-- Work instructions --
Exactly as written, print each record in the listing.

:: Data for analysis

//! TLS callback-chain parsing (spec §4.7, "TLS"). Callbacks are folded into
//! the entry-point list under the name `"Tls Callback N"`.

use crate::addr::{Raw, Rva, Va};
use crate::pe::directories::DirectoryAnchor;
use crate::pe::entry::EntryPoint;
use crate::pe::mapper::AddressMapper;
use crate::pe::sections::Section;
use crate::pe::util::{read_u32_at, read_u64_at};
use crate::symbols::{SymbolKind, SymbolPublisher, SymbolRecord};

fn read_pointer(file: &[u8], raw: usize, is_64: bool) -> Option<u64> {
    if is_64 {
        read_u64_at(file, raw)
    } else {
        read_u32_at(file, raw).map(u64::from)
    }
}

pub fn parse_tls_callbacks(
    file: &[u8],
    mapper: &AddressMapper,
    sections: &[Section],
    anchor: DirectoryAnchor,
    is_64: bool,
    module_index: usize,
    publisher: &mut dyn SymbolPublisher,
) -> Vec<EntryPoint> {
    let mut out = Vec::new();
    if !anchor.is_present() {
        return out;
    }

    let dir_rva = mapper.va_to_rva(anchor.va).0;
    let dir_raw = mapper.rva_to_raw(Rva(dir_rva), sections);
    if !dir_raw.is_valid() {
        return out;
    }

    let ptr_size = if is_64 { 8 } else { 4 };
    // Skip StartAddressOfRawData, EndAddressOfRawData, AddressOfIndex.
    let callbacks_field_raw = dir_raw.0 as usize + ptr_size * 3;
    let callbacks_va = match read_pointer(file, callbacks_field_raw, is_64) {
        Some(v) if v != 0 => v,
        _ => return out,
    };

    let callbacks_rva = mapper.va_to_rva(Va(callbacks_va));
    let mut array_raw = mapper.rva_to_raw(callbacks_rva, sections);
    if !array_raw.is_valid() {
        return out;
    }

    let mut n = 0usize;
    loop {
        let callback_va = match read_pointer(file, array_raw.0 as usize, is_64) {
            Some(v) => v,
            None => break,
        };
        if callback_va == 0 {
            break;
        }

        let va = Va(callback_va);
        let raw_offset = mapper.va_to_raw(va, sections);
        let entry = EntryPoint {
            name: format!("Tls Callback {}", n),
            raw_offset,
            va,
        };

        publisher.add(SymbolRecord {
            va,
            kind: SymbolKind::TlsCallback,
            module_index,
            list_index: n,
            param: String::new(),
        });
        publisher.add(SymbolRecord {
            va,
            kind: SymbolKind::EntryPoint,
            module_index,
            list_index: n,
            param: entry.name.clone(),
        });

        out.push(entry);
        n += 1;
        array_raw = Raw(array_raw.0 + ptr_size as u64);
    }

    out
}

::::

-- Response to this task --
//! TLS callback-chain parsing (spec §4.7, "TLS"). Callbacks are folded into
//! the entry-point list under the name `"Tls Callback N"`.

use crate::addr::{Raw, Rva, Va};
use crate::pe::directories::DirectoryAnchor;
use crate::pe::entry::EntryPoint;
use crate::pe::mapper::AddressMapper;
use crate::pe::sections::Section;
use crate::pe::util::{read_u32_at, read_u64_at};
use crate::symbols::{SymbolKind, SymbolPublisher, SymbolRecord};

fn read_pointer(file: &[u8], raw: usize, is_64: bool) -> Option<u64> {
    if is_64 {
        read_u64_at(file, raw)
    } else {
        read_u32_at(file, raw).map(u64::from)
    }
}

pub fn parse_tls_callbacks(
    file: &[u8],
    mapper: &AddressMapper,
    sections: &[Section],
    anchor: DirectoryAnchor,
    is_64: bool,
    module_index: usize,
    publisher: &mut dyn SymbolPublisher,
) -> Vec<EntryPoint> {
    let mut out = Vec::new();
    if !anchor.is_present() {
        return out;
    }

    let dir_rva = mapper.va_to_rva(anchor.va).0;
    let dir_raw = mapper.rva_to_raw(Rva(dir_rva), sections);
    if !dir_raw.is_valid() {
        return out;
    }

    let ptr_size = if is_64 { 8 } else { 4 };
    // Skip StartAddressOfRawData, EndAddressOfRawData, AddressOfIndex.
    let callbacks_field_raw = dir_raw.0 as usize + ptr_size * 3;
    let callbacks_va = match read_pointer(file, callbacks_field_raw, is_64) {
        Some(v) if v != 0 => v,
        _ => return out,
    };

    let callbacks_rva = mapper.va_to_rva(Va(callbacks_va));
    let mut array_raw = mapper.rva_to_raw(callbacks_rva, sections);
    if !array_raw.is_valid() {
        return out;
    }

    let mut n = 0usize;
    loop {
        let callback_va = match read_pointer(file, array_raw.0 as usize, is_64) {
            Some(v) => v,
            None => break,
        };
        if callback_va == 0 {
            break;
        }

        let va = Va(callback_va);
        let raw_offset = mapper.va_to_raw(va, sections);
        let entry = EntryPoint {
            name: format!("Tls Callback {}", n),
            raw_offset,
            va,
        };

        publisher.add(SymbolRecord {
            va,
            kind: SymbolKind::TlsCallback,
            module_index,
            list_index: n,
            param: String::new(),
        });
        publisher.add(SymbolRecord {
            va,
            kind: SymbolKind::EntryPoint,
            module_index,
            list_index: n,
            param: entry.name.clone(),
        });

        out.push(entry);
        n += 1;
        array_raw = Raw(array_raw.0 + ptr_size as u64);
    }

    out
}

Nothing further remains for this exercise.